I have a disturbing confession.. please HELP no bashing! *update *
Ever since I had DD (She is 10 weeks old) I have started to develop these weird thoughts that never stop... thoughts about her getting hurt or dying... its NOT ME thinking of doing anything to her intentionally, but rather, what could happen if, if, if... and I can't sop it and its really starting to bother me. I thought at first it was normal new mom paranoia and a healthy way for my brain to always be on pointe with safety (like don't leave em on a changing table and walk away, etc...)
But now EVERYTHIG I do, I have these fleeting thoughts enter my head, like Final Destination... I have these visions of her tumbling down the stairs, falling out a window, drowning in her baby tub, carrying her and tripping and falling (that's the worst one in the past week) and I'm consumed with these thoughts.
I had her in her carseat in the backseat the other day and for no reason at all, I suddenly imagined a tanker truck coming along and smashing into the back of the car and crushing her... why the hell do I think things like this? It makes me want to throw up, the thought of her being hurt. I can't stand it.

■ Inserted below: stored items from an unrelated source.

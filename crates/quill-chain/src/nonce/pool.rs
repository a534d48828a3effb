//! SQLite persistence for the nonce pool.
//!
//! One row per live nonce; `reserved` marks a nonce handed out to an in-flight
//! submission. The `nonce_cursor` singleton holds the next value to mint when
//! no free row exists. The cursor is always kept above every pooled nonce so a
//! mint can never collide with a row.

use std::{
    path::Path,
    sync::{
        Mutex,
        MutexGuard,
        PoisonError,
    },
};

use rusqlite::{
    params,
    Connection,
    OptionalExtension as _,
    TransactionBehavior,
};
use rusqlite_migration::{
    Migrations,
    M,
};

use super::NonceError;

const MIGRATION_0001_NONCE_POOL: &str = include_str!("migrations/0001_nonce_pool.sql");

/// How many placeholder nonces a single replenish pass ensures exist.
pub(crate) const REPLENISH_SPAN: u64 = 10_000;

pub struct NoncePool {
    conn: Mutex<Connection>,
}

impl NoncePool {
    /// Opens (creating if needed) the pool database at `path`.
    ///
    /// Reservations left over from a previous run are swept back to the free
    /// set: whatever was in flight when the process died either landed (and
    /// will be skipped by the startup fast-forward) or never will.
    ///
    /// # Errors
    /// Returns an error if the database cannot be opened or migrated.
    pub fn open(path: &Path) -> Result<Self, NonceError> {
        let conn = Connection::open(path).map_err(NonceError::Storage)?;
        Self::from_connection(conn)
    }

    /// An in-memory pool, used by tests.
    pub fn open_in_memory() -> Result<Self, NonceError> {
        let conn = Connection::open_in_memory().map_err(NonceError::Storage)?;
        Self::from_connection(conn)
    }

    fn from_connection(mut conn: Connection) -> Result<Self, NonceError> {
        conn.pragma_update(None, "journal_mode", "WAL")
            .and_then(|()| conn.pragma_update(None, "synchronous", "NORMAL"))
            .and_then(|()| conn.pragma_update(None, "busy_timeout", 5000))
            .map_err(NonceError::Storage)?;
        Migrations::from_slice(&[M::up(MIGRATION_0001_NONCE_POOL)])
            .to_latest(&mut conn)
            .map_err(NonceError::Migration)?;
        conn.execute("UPDATE nonce_pool SET reserved = 0 WHERE reserved != 0", [])
            .map_err(NonceError::Storage)?;
        Ok(Self {
            conn: Mutex::new(conn),
        })
    }

    fn conn(&self) -> MutexGuard<'_, Connection> {
        self.conn.lock().unwrap_or_else(PoisonError::into_inner)
    }

    /// Reserves the lowest free nonce, minting a fresh one from the cursor if
    /// the free set is empty.
    pub(crate) fn reserve_lowest(&self) -> Result<u64, NonceError> {
        let mut conn = self.conn();
        let tx = conn
            .transaction_with_behavior(TransactionBehavior::Immediate)
            .map_err(NonceError::Storage)?;
        let reserved: Option<i64> = tx
            .query_row(
                "UPDATE nonce_pool SET reserved = 1
                 WHERE nonce = (
                     SELECT nonce FROM nonce_pool WHERE reserved = 0 ORDER BY nonce LIMIT 1
                 )
                 RETURNING nonce",
                [],
                |row| row.get(0),
            )
            .optional()
            .map_err(NonceError::Storage)?;
        let nonce = match reserved {
            Some(nonce) => nonce,
            None => {
                let next: i64 = tx
                    .query_row("SELECT next FROM nonce_cursor WHERE singleton_id = 0", [], |row| {
                        row.get(0)
                    })
                    .map_err(NonceError::Storage)?;
                tx.execute(
                    "INSERT INTO nonce_pool (nonce, reserved) VALUES (?1, 1)",
                    params![next],
                )
                .map_err(NonceError::Storage)?;
                tx.execute(
                    "UPDATE nonce_cursor SET next = ?1 WHERE singleton_id = 0",
                    params![next + 1],
                )
                .map_err(NonceError::Storage)?;
                next
            }
        };
        tx.commit().map_err(NonceError::Storage)?;
        Ok(i64_to_u64(nonce))
    }

    /// Returns a reserved nonce to the free set.
    pub(crate) fn release(&self, nonce: u64) -> Result<(), NonceError> {
        self.conn()
            .execute(
                "UPDATE nonce_pool SET reserved = 0 WHERE nonce = ?1",
                params![u64_to_i64(nonce)],
            )
            .map_err(NonceError::Storage)?;
        Ok(())
    }

    /// Permanently removes a nonce that was used on chain.
    pub(crate) fn consume(&self, nonce: u64) -> Result<(), NonceError> {
        self.conn()
            .execute(
                "DELETE FROM nonce_pool WHERE nonce = ?1",
                params![u64_to_i64(nonce)],
            )
            .map_err(NonceError::Storage)?;
        Ok(())
    }

    /// Discards every pooled nonce below `nonce` and moves the mint cursor up
    /// to it, keeping the cursor above any surviving rows.
    pub(crate) fn fast_forward(&self, nonce: u64) -> Result<(), NonceError> {
        let mut conn = self.conn();
        let tx = conn
            .transaction_with_behavior(TransactionBehavior::Immediate)
            .map_err(NonceError::Storage)?;
        tx.execute(
            "DELETE FROM nonce_pool WHERE nonce < ?1",
            params![u64_to_i64(nonce)],
        )
        .map_err(NonceError::Storage)?;
        tx.execute(
            "UPDATE nonce_cursor
             SET next = MAX(?1, COALESCE((SELECT MAX(nonce) + 1 FROM nonce_pool), ?1))
             WHERE singleton_id = 0",
            params![u64_to_i64(nonce)],
        )
        .map_err(NonceError::Storage)?;
        tx.commit().map_err(NonceError::Storage)?;
        Ok(())
    }

    /// Ensures [`REPLENISH_SPAN`] sequential placeholder nonces starting at
    /// `from` exist in the pool, adding only the missing ones.
    pub(crate) fn replenish(&self, from: u64) -> Result<(), NonceError> {
        let mut conn = self.conn();
        let tx = conn
            .transaction_with_behavior(TransactionBehavior::Immediate)
            .map_err(NonceError::Storage)?;
        {
            let mut insert = tx
                .prepare_cached("INSERT OR IGNORE INTO nonce_pool (nonce, reserved) VALUES (?1, 0)")
                .map_err(NonceError::Storage)?;
            for nonce in from..from.saturating_add(REPLENISH_SPAN) {
                insert
                    .execute(params![u64_to_i64(nonce)])
                    .map_err(NonceError::Storage)?;
            }
        }
        tx.execute(
            "UPDATE nonce_cursor SET next = MAX(next, ?1) WHERE singleton_id = 0",
            params![u64_to_i64(from.saturating_add(REPLENISH_SPAN))],
        )
        .map_err(NonceError::Storage)?;
        tx.commit().map_err(NonceError::Storage)?;
        Ok(())
    }

    #[cfg(test)]
    pub(crate) fn free_nonces(&self) -> Result<Vec<u64>, NonceError> {
        let conn = self.conn();
        let mut stmt = conn
            .prepare("SELECT nonce FROM nonce_pool WHERE reserved = 0 ORDER BY nonce")
            .map_err(NonceError::Storage)?;
        let nonces = stmt
            .query_map([], |row| row.get::<_, i64>(0))
            .map_err(NonceError::Storage)?
            .collect::<Result<Vec<_>, _>>()
            .map_err(NonceError::Storage)?;
        Ok(nonces.into_iter().map(i64_to_u64).collect())
    }

    #[cfg(test)]
    pub(crate) fn contains(&self, nonce: u64) -> Result<bool, NonceError> {
        let found: Option<i64> = self
            .conn()
            .query_row(
                "SELECT nonce FROM nonce_pool WHERE nonce = ?1",
                params![u64_to_i64(nonce)],
                |row| row.get(0),
            )
            .optional()
            .map_err(NonceError::Storage)?;
        Ok(found.is_some())
    }
}

// Nonces are stored in SQLite's signed 64-bit integers; values anywhere near
// the sign bit would mean ~9e18 transactions from one account.
#[allow(clippy::cast_possible_wrap)]
fn u64_to_i64(value: u64) -> i64 {
    value as i64
}

#[allow(clippy::cast_sign_loss)]
fn i64_to_u64(value: i64) -> u64 {
    value as u64
}
use std::{
    sync::Arc,
    time::{
        Duration,
        Instant,
    },
};

use ethers::types::U256;
use tokio::sync::Mutex;
use tracing::warn;

use crate::client::ChainClient;

/// How long a fetched gas price stays fresh.
const PRICE_TTL: Duration = Duration::from_millis(250);
/// Safety margin added on top of the node's suggested price.
const PRICE_BUFFER_PERCENT: u64 = 10;

/// Fallback price when the node cannot be reached: 10 gwei.
pub const DEFAULT_FALLBACK_PRICE_WEI: u64 = 10_000_000_000;

/// A caching gas price oracle.
///
/// Refreshes from the node at most every [`PRICE_TTL`]; concurrent callers
/// during a refresh wait for the single in-flight fetch instead of issuing
/// their own. A failed refresh falls back to a fixed price so submission can
/// continue through transient RPC outages.
pub struct GasOracle<C> {
    client: Arc<C>,
    fallback_price: U256,
    cached: Mutex<Cached>,
}

struct Cached {
    updated_at: Option<Instant>,
    price: U256,
}

impl<C: ChainClient> GasOracle<C> {
    pub fn new(client: Arc<C>, fallback_price: U256) -> Self {
        Self {
            client,
            fallback_price,
            cached: Mutex::new(Cached {
                updated_at: None,
                price: U256::zero(),
            }),
        }
    }

    /// Returns the buffered gas price, refreshing the cache if it is stale.
    pub async fn gas_price(&self) -> U256 {
        let mut cached = self.cached.lock().await;
        if let Some(updated_at) = cached.updated_at {
            if updated_at.elapsed() < PRICE_TTL {
                return cached.price;
            }
        }
        let price = match self.client.gas_price().await {
            Ok(price) => with_buffer(price),
            Err(error) => {
                warn!(
                    error = AsRef::<dyn std::error::Error>::as_ref(&error),
                    fallback_price = %self.fallback_price,
                    "failed fetching gas price; falling back to fixed price"
                );
                self.fallback_price
            }
        };
        cached.updated_at = Some(Instant::now());
        cached.price = price;
        price
    }
}

fn with_buffer(price: U256) -> U256 {
    price.saturating_add(price / PRICE_BUFFER_PERCENT)
}
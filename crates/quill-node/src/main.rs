use std::process::ExitCode;

use quill_eyre::eyre::WrapErr as _;
use quill_node::{
    Config,
    Node,
};
use tokio::signal::unix::{
    signal,
    SignalKind,
};
use tracing::{
    error,
    info,
    warn,
};

#[tokio::main]
async fn main() -> ExitCode {
    quill_eyre::install().expect("quill eyre hook must be the first hook installed");

    let cfg: Config = quill_config::get().expect("failed to read configuration");

    let mut telemetry_conf = quill_telemetry::configure()
        .set_filter_directives(&cfg.log)
        .set_force_stdout(cfg.force_stdout)
        .set_pretty_print(cfg.pretty_print);

    if !cfg.no_metrics {
        telemetry_conf =
            telemetry_conf.set_metrics(&cfg.metrics_http_listener_addr, env!("CARGO_PKG_NAME"));
    }

    let _telemetry_guard = match telemetry_conf
        .try_init()
        .wrap_err("failed to setup telemetry")
    {
        Err(e) => {
            eprintln!("initializing quill node failed:\n{e:?}");
            return ExitCode::FAILURE;
        }
        Ok(guard) => guard,
    };

    info!(
        rpc_endpoint = %cfg.rpc_endpoint,
        database_path = %cfg.database_path,
        start_block = cfg.start_block,
        block_lag = cfg.block_lag,
        "initializing quill node"
    );

    let chain_metrics = quill_chain::Metrics::register();
    let indexer_metrics = quill_indexer::Metrics::register();

    let mut sigterm = signal(SignalKind::terminate())
        .expect("setting a SIGTERM listener should always work on Unix");
    let (node, shutdown_handle) = match Node::new(cfg, chain_metrics, indexer_metrics).await {
        Err(error) => {
            error!(%error, "failed initializing quill node");
            return ExitCode::FAILURE;
        }
        Ok(handles) => handles,
    };
    let node_handle = tokio::spawn(node.run());

    let shutdown_token = shutdown_handle.token();
    tokio::select!(
        _ = sigterm.recv() => {
            // We don't care about the result (i.e. whether there could be more SIGTERM signals
            // incoming); we just want to shut down as soon as we receive the first `SIGTERM`.
            info!("received SIGTERM, issuing shutdown to all services");
            shutdown_handle.shutdown();
        }
        () = shutdown_token.cancelled() => {
            warn!("stopped waiting for SIGTERM");
        }
    );

    match node_handle.await {
        Err(error) => error!(%error, "failed to join main node task"),
        Ok(Err(error)) => error!(%error, "node exited with an error"),
        Ok(Ok(())) => {}
    }

    info!("node stopped");
    ExitCode::SUCCESS
}
#![doc = include_str!("../README.md")]

use std::{
    error::Error,
    fmt::Write as _,
};

pub use eyre;
#[doc(hidden)]
pub use eyre::Result;

/// Installs the `quill-eyre` hook as the global error report hook.
///
/// # Details
///
/// This function must be called to enable the customization of `eyre::Report`
/// provided by `quill-eyre`.
///
/// **NOTE**: It must be called before any `eyre::Report`s are constructed
/// to prevent the default handler from being installed.
///
/// # Errors
///
/// Calling this function after another handler has been installed will cause
/// an error.
pub fn install() -> Result<()> {
    eyre::set_hook(Box::new(|_| Box::new(ErrorHandler)))?;
    Ok(())
}

struct ErrorHandler;

impl eyre::EyreHandler for ErrorHandler {
    fn debug(
        &self,
        error: &(dyn Error + 'static),
        f: &mut core::fmt::Formatter<'_>,
    ) -> core::fmt::Result {
        display(error, f)
    }

    fn display(
        &self,
        error: &(dyn Error + 'static),
        f: &mut core::fmt::Formatter<'_>,
    ) -> core::fmt::Result {
        display(error, f)
    }
}

fn display(
    mut error: &(dyn Error + 'static),
    f: &mut core::fmt::Formatter<'_>,
) -> core::fmt::Result {
    f.write_char('{')?;
    let mut level = 0;
    write_layer(level, error, f)?;
    while let Some(cause) = error.source() {
        level = level.saturating_add(1);
        f.write_str(", ")?;
        write_layer(level, cause, f)?;
        error = cause;
    }
    f.write_char('}')?;
    Ok(())
}

fn write_layer(key: u32, err: &dyn Error, f: &mut core::fmt::Formatter<'_>) -> core::fmt::Result {
    write_key(key, f)?;
    write_value(err, f)?;
    Ok(())
}

fn write_key(key: u32, f: &mut core::fmt::Formatter<'_>) -> core::fmt::Result {
    f.write_char('"')?;
    let mut buf = itoa::Buffer::new();
    f.write_str(buf.format(key))?;
    f.write_str("\": ")?;
    Ok(())
}

fn write_value(err: &dyn Error, f: &mut core::fmt::Formatter<'_>) -> core::fmt::Result {
    f.write_fmt(format_args!("\"{err}\""))?;
    Ok(())
}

Its weird because it doesn't really equate to a fear of going out or taking her places, giving her a bath, etc. But I dont like that my mind is forcing these thoughts of her being injured or dead. Its really disturbing to me and I can't turn it off.
Please will someone tell me what's going on. :(
**So I tried to talk to DH last night, and he was initially not very understanding and didn't comprehend the whole PPD thing (he's somewhat of a simpleton) but eventually just told me that whatever I need to do to make myself better, to do it. So I'm going to call my OB today and see if they have a recommendation for a therapist.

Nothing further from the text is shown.